_Aim of the exercise_
Write out exactly the lines of the entries below from the one holding "#[derive(Debug, Serialize)]" to the one holding "Handler for the URL creation endpoint.", inclusive, and leave out all other lines.

_Records for the exercise_

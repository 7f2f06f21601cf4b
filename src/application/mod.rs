//! Application layer services implementing business logic.
//!
//! Services consume repository traits and expose the operations HTTP handlers
//! and the admin CLI call.
//!
//! # Available Services
//!
//! - [`services::shortener_service::ShortenerService`] - Key issuance and resolution
//! - [`services::key_allocator::KeyAllocator`] - Bounded unique key allocation

pub mod services;
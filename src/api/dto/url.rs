//! DTOs for the URL creation endpoint.

use serde::{Deserialize, Serialize};
use validator::Validate;

use crate::domain::entities::UrlRecord;

/// Request to shorten a URL.
#[derive(Debug, Deserialize, Validate)]
pub struct CreateUrlRequest {
    /// The URL to shorten (absolute HTTP/HTTPS).
    #[validate(url(message = "Your provided URL is not valid!"))]
    pub target_url: String,
}

/// A freshly created short URL.
///
/// `url` is the public key and `admin_url` the secret key. This is the only
/// response that ever carries the secret key.
#[derive(Debug, Serialize)]
pub struct UrlInfoResponse {
    pub target_url: String,
    pub is_active: bool,
    pub clicks: i64,
    pub url: String,
    pub admin_url: String,
    /// Full public link composed from the configured base URL.
    pub short_url: String,
}

impl UrlInfoResponse {
    pub fn from_record(record: UrlRecord, short_url: String) -> Self {
        Self {
            is_active: record.is_active(),
            target_url: record.target_url,
            clicks: record.clicks,
            url: record.key,
            admin_url: record.secret_key,
            short_url,
        }
    }
}
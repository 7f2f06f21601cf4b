//! Handler for the URL creation endpoint.

use axum::{Json, extract::State, extract::rejection::JsonRejection, http::StatusCode};
use validator::Validate;

use crate::api::dto::url::{CreateUrlRequest, UrlInfoResponse};
use crate::error::AppError;
use crate::state::AppState;

/// Creates a short URL for a target URL.
///
/// # Endpoint
///
/// `POST /url`
///
/// # Request Body
///
/// ```json
/// { "target_url": "https://example.com/page" }
/// ```
///
/// # Response
///
/// `201 Created`
///
/// ```json
/// {
///   "target_url": "https://example.com/page",
///   "is_active": true,
///   "clicks": 0,
///   "url": "K7Q2M",
///   "admin_url": "X9D0PL3A",
///   "short_url": "http://localhost:8000/K7Q2M"
/// }
/// ```
///
/// # Errors
///
/// Returns 400 Bad Request if the body is malformed or the URL is invalid.
/// Returns 500 if no unique key could be allocated.
pub async fn create_url_handler(
    State(state): State<AppState>,
    payload: Result<Json<CreateUrlRequest>, JsonRejection>,
) -> Result<(StatusCode, Json<UrlInfoResponse>), AppError> {
    let Json(payload) = payload?;
    payload.validate()?;

    let record = state.shortener.create(&payload.target_url).await?;
    let short_url = state.short_url(&record.key);

    Ok((
        StatusCode::CREATED,
        Json(UrlInfoResponse::from_record(record, short_url)),
    ))
}
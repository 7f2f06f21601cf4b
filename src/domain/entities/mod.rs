//! Core domain entities.
//!
//! - [`UrlRecord`] - A persisted short-key mapping
//! - [`NewUrlRecord`] - Input for creating a record
//! - [`UrlStatus`] - Active / inactive state of a record

pub mod url_record;

pub use url_record::{NewUrlRecord, UrlRecord, UrlStatus};
use crate::api::{notify_error_response, success_empty_response, success_response};
use crate::config::SilenceRequest;
use crate::logging::TraceId;
use crate::state::AppState;
use axum::extract::{Extension, Path, State};
use axum::http::StatusCode;
use axum::response::IntoResponse;
use axum::routing::{delete, get};
use axum::{Json, Router};
use chrono::Utc;

async fn list_silences(
    Extension(trace_id): Extension<TraceId>,
    State(state): State<AppState>,
) -> impl IntoResponse {
    success_response(StatusCode::OK, &trace_id, state.silences.list())
}

/// Alerts matching the new silence move to `suppressed` on their next
/// evaluation.
async fn create_silence(
    Extension(trace_id): Extension<TraceId>,
    State(state): State<AppState>,
    Json(req): Json<SilenceRequest>,
) -> impl IntoResponse {
    match state.silences.add(req.into_rule(Utc::now())) {
        Ok(rule) => success_response(StatusCode::CREATED, &trace_id, rule),
        Err(e) => notify_error_response(&trace_id, &e),
    }
}

async fn delete_silence(
    Extension(trace_id): Extension<TraceId>,
    State(state): State<AppState>,
    Path(id): Path<String>,
) -> impl IntoResponse {
    match state.silences.remove(&id) {
        Ok(_) => success_empty_response(StatusCode::OK, &trace_id, "deleted"),
        Err(e) => notify_error_response(&trace_id, &e),
    }
}

pub fn routes() -> Router<AppState> {
    Router::new()
        .route("/v1/silences", get(list_silences).post(create_silence))
        .route("/v1/silences/{id}", delete(delete_silence))
}
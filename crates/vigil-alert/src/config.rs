use serde::{Deserialize, Serialize};
use std::collections::HashMap;
use std::time::Duration;
use vigil_common::types::{capped_seconds, Severity};

/// Engine settings, usually embedded as the `[alerting]` table of the
/// server configuration.
#[derive(Debug, Clone, Serialize, Deserialize)]
pub struct AlertingConfig {
    #[serde(default = "default_enabled")]
    pub enabled: bool,
    #[serde(default = "default_evaluation_interval_secs")]
    pub evaluation_interval_secs: u64,
    /// How long a resolved alert stays visible before the sweeper drops it.
    #[serde(default = "default_alert_retention_secs")]
    pub alert_retention_secs: u64,
    #[serde(default = "default_sweep_interval_secs")]
    pub sweep_interval_secs: u64,
    #[serde(default = "default_max_concurrent_evaluations")]
    pub max_concurrent_evaluations: usize,
    #[serde(default)]
    pub default_severity: Severity,
    /// Fallback thresholds for conditions that omit one, keyed by metric name.
    #[serde(default = "default_metric_thresholds")]
    pub metric_thresholds: HashMap<String, f64>,
}

impl Default for AlertingConfig {
    fn default() -> Self {
        Self {
            enabled: default_enabled(),
            evaluation_interval_secs: default_evaluation_interval_secs(),
            alert_retention_secs: default_alert_retention_secs(),
            sweep_interval_secs: default_sweep_interval_secs(),
            max_concurrent_evaluations: default_max_concurrent_evaluations(),
            default_severity: Severity::default(),
            metric_thresholds: default_metric_thresholds(),
        }
    }
}

impl AlertingConfig {
    pub fn evaluation_interval(&self) -> Duration {
        Duration::from_secs(self.evaluation_interval_secs.max(1))
    }

    pub fn sweep_interval(&self) -> Duration {
        Duration::from_secs(self.sweep_interval_secs.max(1))
    }

    /// Capped at ten years.
    pub fn alert_retention(&self) -> chrono::Duration {
        capped_seconds(self.alert_retention_secs)
    }
}

fn default_enabled() -> bool {
    true
}

fn default_evaluation_interval_secs() -> u64 {
    60
}

fn default_alert_retention_secs() -> u64 {
    7 * 24 * 3600
}

fn default_sweep_interval_secs() -> u64 {
    3600
}

fn default_max_concurrent_evaluations() -> usize {
    10
}

fn default_metric_thresholds() -> HashMap<String, f64> {
    HashMap::from([
        ("cpu_usage".to_string(), 80.0),
        ("memory_usage".to_string(), 85.0),
        ("disk_usage".to_string(), 90.0),
        ("error_rate".to_string(), 5.0),
    ])
}
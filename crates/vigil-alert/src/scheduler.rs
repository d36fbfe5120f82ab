use crate::lifecycle::LifecycleManager;
use crate::registry::RuleRegistry;
use crate::MetricEvaluator;
use chrono::Utc;
use parking_lot::Mutex;
use std::collections::HashSet;
use std::sync::atomic::{AtomicU64, Ordering};
use std::sync::Arc;
use std::time::Duration;
use tokio::sync::{broadcast, Semaphore};
use tokio::task::JoinSet;
use tokio::time::MissedTickBehavior;
use vigil_common::types::AlertRule;

/// Drives periodic evaluation of every enabled rule.
///
/// Each tick fans out one task per rule. A semaphore bounds how many
/// evaluations run at once and a per-rule guard skips rules whose previous
/// evaluation has not finished yet.
pub struct EvaluationScheduler {
    rules: Arc<RuleRegistry>,
    lifecycle: Arc<LifecycleManager>,
    evaluator: Arc<dyn MetricEvaluator>,
    semaphore: Arc<Semaphore>,
    in_flight: Arc<Mutex<HashSet<String>>>,
    interval: Duration,
    errors: Arc<AtomicU64>,
    skipped: Arc<AtomicU64>,
}

/// Holds a rule's single-flight slot; releasing it on drop covers panics too.
struct InFlightGuard {
    set: Arc<Mutex<HashSet<String>>>,
    rule_id: String,
}

impl InFlightGuard {
    fn acquire(set: &Arc<Mutex<HashSet<String>>>, rule_id: &str) -> Option<Self> {
        if !set.lock().insert(rule_id.to_string()) {
            return None;
        }
        Some(Self {
            set: set.clone(),
            rule_id: rule_id.to_string(),
        })
    }
}

impl Drop for InFlightGuard {
    fn drop(&mut self) {
        self.set.lock().remove(&self.rule_id);
    }
}

impl EvaluationScheduler {
    pub fn new(
        rules: Arc<RuleRegistry>,
        lifecycle: Arc<LifecycleManager>,
        evaluator: Arc<dyn MetricEvaluator>,
        max_concurrent: usize,
        interval: Duration,
    ) -> Self {
        Self {
            rules,
            lifecycle,
            evaluator,
            semaphore: Arc::new(Semaphore::new(max_concurrent.max(1))),
            in_flight: Arc::new(Mutex::new(HashSet::new())),
            interval,
            errors: Arc::new(AtomicU64::new(0)),
            skipped: Arc::new(AtomicU64::new(0)),
        }
    }

    pub fn evaluation_errors(&self) -> u64 {
        self.errors.load(Ordering::Relaxed)
    }

    /// Rules skipped because their previous evaluation was still running.
    pub fn skipped_evaluations(&self) -> u64 {
        self.skipped.load(Ordering::Relaxed)
    }

    pub fn in_flight(&self) -> usize {
        self.in_flight.lock().len()
    }

    /// Spawns one evaluation task per enabled, idle rule onto `tasks` and
    /// returns how many were spawned.
    pub fn tick(&self, tasks: &mut JoinSet<()>) -> usize {
        let mut spawned = 0;
        for rule in self.rules.enabled_rules() {
            let Some(guard) = InFlightGuard::acquire(&self.in_flight, &rule.id) else {
                self.skipped.fetch_add(1, Ordering::Relaxed);
                tracing::debug!(rule_id = %rule.id, "Previous evaluation still running, skipping");
                continue;
            };
            tasks.spawn(self.evaluate_task(rule, guard));
            spawned += 1;
        }
        spawned
    }

    fn evaluate_task(
        &self,
        rule: AlertRule,
        guard: InFlightGuard,
    ) -> impl std::future::Future<Output = ()> + Send + 'static {
        let semaphore = self.semaphore.clone();
        let evaluator = self.evaluator.clone();
        let rules = self.rules.clone();
        let lifecycle = self.lifecycle.clone();
        let errors = self.errors.clone();

        async move {
            let _guard = guard;
            let Ok(_permit) = semaphore.acquire_owned().await else {
                return;
            };
            let result = evaluator.evaluate(&rule).await;
            rules.record_evaluation(&rule.id, Utc::now());
            match result {
                Ok(evaluation) => {
                    lifecycle.process(&rule, evaluation.should_fire, evaluation.value);
                }
                Err(e) => {
                    errors.fetch_add(1, Ordering::Relaxed);
                    tracing::warn!(rule_id = %rule.id, rule = %rule.name, error = %e, "Rule evaluation failed");
                }
            }
        }
    }

    /// Ticks until `shutdown` fires, then waits for in-flight evaluations.
    pub async fn run(self: Arc<Self>, mut shutdown: broadcast::Receiver<()>) {
        let mut ticker = tokio::time::interval(self.interval);
        ticker.set_missed_tick_behavior(MissedTickBehavior::Skip);
        let mut tasks = JoinSet::new();

        tracing::info!(interval_secs = self.interval.as_secs(), "Evaluation scheduler started");
        loop {
            tokio::select! {
                _ = ticker.tick() => {
                    while let Some(res) = tasks.try_join_next() {
                        log_join(res);
                    }
                    let spawned = self.tick(&mut tasks);
                    tracing::debug!(spawned, "Evaluation tick");
                }
                _ = shutdown.recv() => {
                    tracing::info!(pending = tasks.len(), "Evaluation scheduler stopping");
                    break;
                }
            }
        }

        while let Some(res) = tasks.join_next().await {
            log_join(res);
        }
        tracing::info!("Evaluation scheduler stopped");
    }
}

fn log_join(res: Result<(), tokio::task::JoinError>) {
    if let Err(e) = res {
        if e.is_panic() {
            tracing::error!(error = %e, "Evaluation task panicked");
        }
    }
}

_Output_
#[derive(Debug, Serialize)]
pub struct UrlInfoResponse {
    pub target_url: String,
    pub is_active: bool,
    pub clicks: i64,
    pub url: String,
    pub admin_url: String,
    /// Full public link composed from the configured base URL.
    pub short_url: String,
}

impl UrlInfoResponse {
    pub fn from_record(record: UrlRecord, short_url: String) -> Self {
        Self {
            is_active: record.is_active(),
            target_url: record.target_url,
            clicks: record.clicks,
            url: record.key,
            admin_url: record.secret_key,
            short_url,
        }
    }
}
repository 7f2f06f21601cf4b
//! Handler for the URL creation endpoint.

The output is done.